Additionally, the scope of statutory tools, such as EIS under the Tasmanian Marine Farm Planning Act 1995, is not regional and does not consider the compound interactions of and on production activities. A good example is the recent Storm Bay salmon farming expansion; while the EPBC listed handfish species in Tasmania were listed in the marine farming development plan, with a brief context, management of these species was not considered in the EIS because that process only includes direct impact of the lease position. Arguably, cumulative impacts from all development in the area will have varying impacts on the species, impacts which are not being considered under current government legislation, but are potentially the source of public ire.

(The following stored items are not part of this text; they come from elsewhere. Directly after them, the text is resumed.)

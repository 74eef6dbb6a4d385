//! Flat string-keyed durable storage
//!
//! The on-device collaborator behind the local store: a minimal
//! get/set/remove surface over string keys and string values. Values are
//! serialized JSON text; the layout above this layer is one collection per
//! key, rewritten whole on every save.

use std::collections::HashMap;
use std::fs;
use std::path::PathBuf;
use std::sync::Mutex;

use thiserror::Error;

/// Errors from the storage layer.
#[derive(Debug, Error)]
pub enum StorageError {
    #[error("Storage I/O error: {0}")]
    Io(String),

    #[error("Serialization error: {0}")]
    Serialization(String),
}

impl From<std::io::Error> for StorageError {
    fn from(e: std::io::Error) -> Self {
        StorageError::Io(e.to_string())
    }
}

impl From<serde_json::Error> for StorageError {
    fn from(e: serde_json::Error) -> Self {
        StorageError::Serialization(e.to_string())
    }
}

/// A flat string-keyed store with whole-value reads and writes.
///
/// There is no partial-write protection: a failed write may lose the value
/// for that key. Acceptable for a single-device, low-volume client cache.
pub trait StorageArea: Send + Sync {
    fn get_item(&self, key: &str) -> Result<Option<String>, StorageError>;
    fn set_item(&self, key: &str, value: &str) -> Result<(), StorageError>;
    fn remove_item(&self, key: &str) -> Result<(), StorageError>;
}

/// In-memory storage, for tests and ephemeral sessions.
#[derive(Default)]
pub struct MemoryStorage {
    entries: Mutex<HashMap<String, String>>,
}

impl MemoryStorage {
    pub fn new() -> Self {
        Self::default()
    }
}

impl StorageArea for MemoryStorage {
    fn get_item(&self, key: &str) -> Result<Option<String>, StorageError> {
        let entries = self.entries.lock().expect("storage mutex poisoned");
        Ok(entries.get(key).cloned())
    }

    fn set_item(&self, key: &str, value: &str) -> Result<(), StorageError> {
        let mut entries = self.entries.lock().expect("storage mutex poisoned");
        entries.insert(key.to_string(), value.to_string());
        Ok(())
    }

    fn remove_item(&self, key: &str) -> Result<(), StorageError> {
        let mut entries = self.entries.lock().expect("storage mutex poisoned");
        entries.remove(key);
        Ok(())
    }
}

/// Durable storage: one file per key under a directory.
pub struct FileStorage {
    root: PathBuf,
}

impl FileStorage {
    /// Open (creating if needed) a storage directory.
    pub fn open(root: impl Into<PathBuf>) -> Result<Self, StorageError> {
        let root = root.into();
        fs::create_dir_all(&root)?;
        Ok(Self { root })
    }

    /// Keys may contain record ids; anything outside `[A-Za-z0-9._-]`
    /// becomes `_` so every key maps to a valid file name.
    fn path_for(&self, key: &str) -> PathBuf {
        let safe: String = key
            .chars()
            .map(|c| {
                if c.is_ascii_alphanumeric() || c == '.' || c == '_' || c == '-' {
                    c
                } else {
                    '_'
                }
            })
            .collect();
        self.root.join(format!("{safe}.json"))
    }
}

impl StorageArea for FileStorage {
    fn get_item(&self, key: &str) -> Result<Option<String>, StorageError> {
        match fs::read_to_string(self.path_for(key)) {
            Ok(value) => Ok(Some(value)),
            Err(e) if e.kind() == std::io::ErrorKind::NotFound => Ok(None),
            Err(e) => Err(e.into()),
        }
    }

    fn set_item(&self, key: &str, value: &str) -> Result<(), StorageError> {
        fs::write(self.path_for(key), value)?;
        Ok(())
    }

    fn remove_item(&self, key: &str) -> Result<(), StorageError> {
        match fs::remove_file(self.path_for(key)) {
            Ok(()) => Ok(()),
            Err(e) if e.kind() == std::io::ErrorKind::NotFound => Ok(()),
            Err(e) => Err(e.into()),
        }
    }
}
//! Storage key layout for the on-device store

/// Collection holding every locally saved paper.
pub const PAPERS_KEY: &str = "research_papers";

/// Per-paper summary collections: `summaries_<paper_id>`.
pub const SUMMARIES_PREFIX: &str = "summaries_";

/// Per-paper code-generation collections: `code_<paper_id>`.
pub const CODE_PREFIX: &str = "code_";

/// Per-paper visualization collections: `visualizations_<paper_id>`.
pub const VISUALIZATIONS_PREFIX: &str = "visualizations_";

/// The persisted guest session record.
pub const GUEST_SESSION_KEY: &str = "scout_guest_session";
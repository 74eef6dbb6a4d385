//! Search filter and sort options

use serde::{Deserialize, Serialize};

/// Date window applied against a record's creation timestamp.
///
/// Records without a parseable timestamp pass every window.
#[derive(Debug, Clone, Copy, PartialEq, Eq, Default, Serialize, Deserialize)]
#[serde(rename_all = "lowercase")]
pub enum DateRange {
    #[default]
    All,
    Week,
    Month,
    Year,
}

impl DateRange {
    /// Window length in days, `None` for the unbounded window.
    pub fn days(&self) -> Option<i64> {
        match self {
            DateRange::All => None,
            DateRange::Week => Some(7),
            DateRange::Month => Some(30),
            DateRange::Year => Some(365),
        }
    }
}

/// Difficulty bucket derived from the 0-10 complexity score.
#[derive(Debug, Clone, Copy, PartialEq, Eq, Serialize, Deserialize)]
#[serde(rename_all = "lowercase")]
pub enum ComplexityBucket {
    Basic,
    Intermediate,
    Advanced,
    Expert,
    Unknown,
}

impl ComplexityBucket {
    /// Bucket boundaries: <=3 basic, <=6 intermediate, <=8 advanced, else
    /// expert. A missing score is `Unknown`, which no explicit filter
    /// matches.
    pub fn from_score(score: Option<f64>) -> Self {
        match score {
            None => ComplexityBucket::Unknown,
            Some(s) if s <= 3.0 => ComplexityBucket::Basic,
            Some(s) if s <= 6.0 => ComplexityBucket::Intermediate,
            Some(s) if s <= 8.0 => ComplexityBucket::Advanced,
            Some(_) => ComplexityBucket::Expert,
        }
    }

    pub fn as_str(&self) -> &'static str {
        match self {
            ComplexityBucket::Basic => "basic",
            ComplexityBucket::Intermediate => "intermediate",
            ComplexityBucket::Advanced => "advanced",
            ComplexityBucket::Expert => "expert",
            ComplexityBucket::Unknown => "unknown",
        }
    }
}

/// Result ordering.
#[derive(Debug, Clone, Copy, PartialEq, Eq, Default, Serialize, Deserialize)]
#[serde(rename_all = "snake_case")]
pub enum SortOrder {
    #[default]
    Relevance,
    DateDesc,
    DateAsc,
    ComplexityAsc,
    ComplexityDesc,
}

/// All optional search criteria, AND-combined.
#[derive(Debug, Clone, Default, Serialize, Deserialize)]
pub struct SearchFilters {
    #[serde(default)]
    pub date_range: DateRange,
    /// Empty means no complexity restriction.
    #[serde(default)]
    pub complexity: Vec<ComplexityBucket>,
    /// Domain ids, e.g. `computer_science`. Empty means no restriction.
    #[serde(default)]
    pub domains: Vec<String>,
    #[serde(default)]
    pub sort_by: SortOrder,
}

impl SearchFilters {
    pub fn active_count(&self) -> usize {
        let mut count = 0;
        if self.date_range != DateRange::All {
            count += 1;
        }
        count += self.complexity.len();
        count += self.domains.len();
        if self.sort_by != SortOrder::Relevance {
            count += 1;
        }
        count
    }
}
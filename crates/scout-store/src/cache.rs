//! Time-bound read cache for the remote adapter
//!
//! Entries expire by TTL only; writes never invalidate. The staleness
//! window this allows is documented on the read paths that use the cache.

use std::collections::HashMap;
use std::sync::Mutex;
use std::time::{Duration, Instant};

use serde_json::Value;

/// Default expiry window: 5 minutes.
pub const DEFAULT_CACHE_TTL: Duration = Duration::from_secs(5 * 60);

struct CacheEntry {
    value: Value,
    inserted_at: Instant,
}

/// TTL cache over JSON values. Entries are immutable once inserted and
/// replaced whole, so a single lock around the map is all the
/// coordination required.
pub struct TtlCache {
    ttl: Duration,
    entries: Mutex<HashMap<String, CacheEntry>>,
}

impl TtlCache {
    pub fn new(ttl: Duration) -> Self {
        Self {
            ttl,
            entries: Mutex::new(HashMap::new()),
        }
    }

    pub fn ttl(&self) -> Duration {
        self.ttl
    }

    /// The cached value for `key`, unless expired. Expired entries are
    /// dropped on access.
    pub fn get(&self, key: &str) -> Option<Value> {
        let mut entries = self.entries.lock().expect("cache mutex poisoned");
        match entries.get(key) {
            Some(entry) if entry.inserted_at.elapsed() <= self.ttl => Some(entry.value.clone()),
            Some(_) => {
                entries.remove(key);
                None
            }
            None => None,
        }
    }

    pub fn insert(&self, key: &str, value: Value) {
        let mut entries = self.entries.lock().expect("cache mutex poisoned");
        entries.insert(
            key.to_string(),
            CacheEntry {
                value,
                inserted_at: Instant::now(),
            },
        );
    }

    pub fn clear(&self) {
        self.entries.lock().expect("cache mutex poisoned").clear();
    }
}

impl Default for TtlCache {
    fn default() -> Self {
        Self::new(DEFAULT_CACHE_TTL)
    }
}
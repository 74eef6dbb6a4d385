//! Provider trait for the analysis collaborator

use async_trait::async_trait;

use crate::types::{AgeSummary, GeneratedCode, ResearchAnalysis, SimilarPaper, VisualizationSpec};

/// Errors from the analysis service.
///
/// Each variant is distinguishable by the caller; none of them is ever
/// converted into a silent default.
#[derive(Debug, thiserror::Error)]
pub enum AnalysisError {
    #[error("Analysis service unavailable: {0}")]
    Unavailable(String),

    #[error("Analysis service rejected the request: {0}")]
    Provider(String),

    #[error("Rate limited by the analysis service")]
    RateLimited,

    #[error("Could not parse analysis response: {0}")]
    Parse(String),
}

/// The external LLM-backed analysis service.
///
/// Implementations live outside this workspace (an HTTP client against a
/// hosted model, a local model runner); tests supply mocks.
#[async_trait]
pub trait AnalysisProvider: Send + Sync {
    /// Analyze raw paper text into a structured analysis record.
    async fn analyze_paper(&self, text: &str) -> Result<ResearchAnalysis, AnalysisError>;

    /// Summarize a paper for a target reading age.
    async fn summarize_for_age(
        &self,
        text: &str,
        target_age: i32,
    ) -> Result<AgeSummary, AnalysisError>;

    /// Generate implementation code for the paper's methodology.
    async fn generate_code(
        &self,
        text: &str,
        language: &str,
        framework: &str,
    ) -> Result<GeneratedCode, AnalysisError>;

    /// Suggest a visualization for the paper's key results.
    async fn suggest_visualization(&self, text: &str) -> Result<VisualizationSpec, AnalysisError>;

    /// Find papers similar to the given text for a search query.
    async fn find_similar_papers(
        &self,
        text: &str,
        query: &str,
    ) -> Result<Vec<SimilarPaper>, AnalysisError>;
}
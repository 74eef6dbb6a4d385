//! Scout analysis - the external text-analysis collaborator surface
//!
//! The scout apps never compute paper analysis themselves; an external
//! LLM-backed service does. This crate defines the typed records that
//! service produces and the provider trait the rest of the suite calls.
//!
//! Provider failures are always surfaced to the caller as a distinct
//! [`AnalysisError`] — unlike identity resolution, analysis is never
//! silently degraded to a default.

pub mod provider;
pub mod types;

pub use provider::{AnalysisError, AnalysisProvider};
pub use types::{
    AgeSummary, GeneratedCode, PaperMetadata, QualityMetrics, ResearchAnalysis, SimilarPaper,
    TechnicalDepth, VisualizationSpec,
};
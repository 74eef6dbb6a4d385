//! scout-store: dual-mode persistence for the scout research suite
//!
//! One call surface over two storage backends:
//! - a hosted relational backend, used when an authenticated remote
//!   identity is available, and
//! - a flat string-keyed on-device store, used otherwise under a
//!   persistent guest identity.
//!
//! The [`DataStore`] facade decides per call which backend an operation
//! runs against and normalizes both representations into the shared
//! `scout-domain` shapes. Remote reads of the paper list go through an
//! injected TTL cache; remote writes retry transient network faults with
//! bounded exponential backoff.

pub mod cache;
pub mod config;
pub mod identity;
pub mod keys;
pub mod local;
pub mod remote;
pub mod storage;
pub mod unified;

mod ids;

pub use cache::{TtlCache, DEFAULT_CACHE_TTL};
pub use config::RemoteConfig;
pub use identity::{IdentityError, IdentityProvider, IdentityResolver};
pub use local::LocalStore;
pub use remote::rest::{HttpTransport, RestError, RestTransport, SelectQuery};
pub use remote::retry::RetryPolicy;
pub use remote::RemoteStore;
pub use storage::{FileStorage, MemoryStorage, StorageArea, StorageError};
pub use unified::{DataStore, StoreError};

For aquaculture to pursue sustainable efforts environmentally, economically and socially in the increasingly crowded near shore space requires proactive planning and transparency that is not currently possible given existing assessment tools. In particular, assessment of cumulative impacts must be addressed. Cumulative impact assessments (CIA) are gaining momentum across multiple industries due to a recognised need to apply them in the pursuit of sustainable management. CIAs are being undertaken with the protection of marines resources at front of mind, but so far there has been little consideration of aquaculture. An approach to CIA that makes aquaculture the centre point is required if we are to consider its impacts or conversely, its effectiveness.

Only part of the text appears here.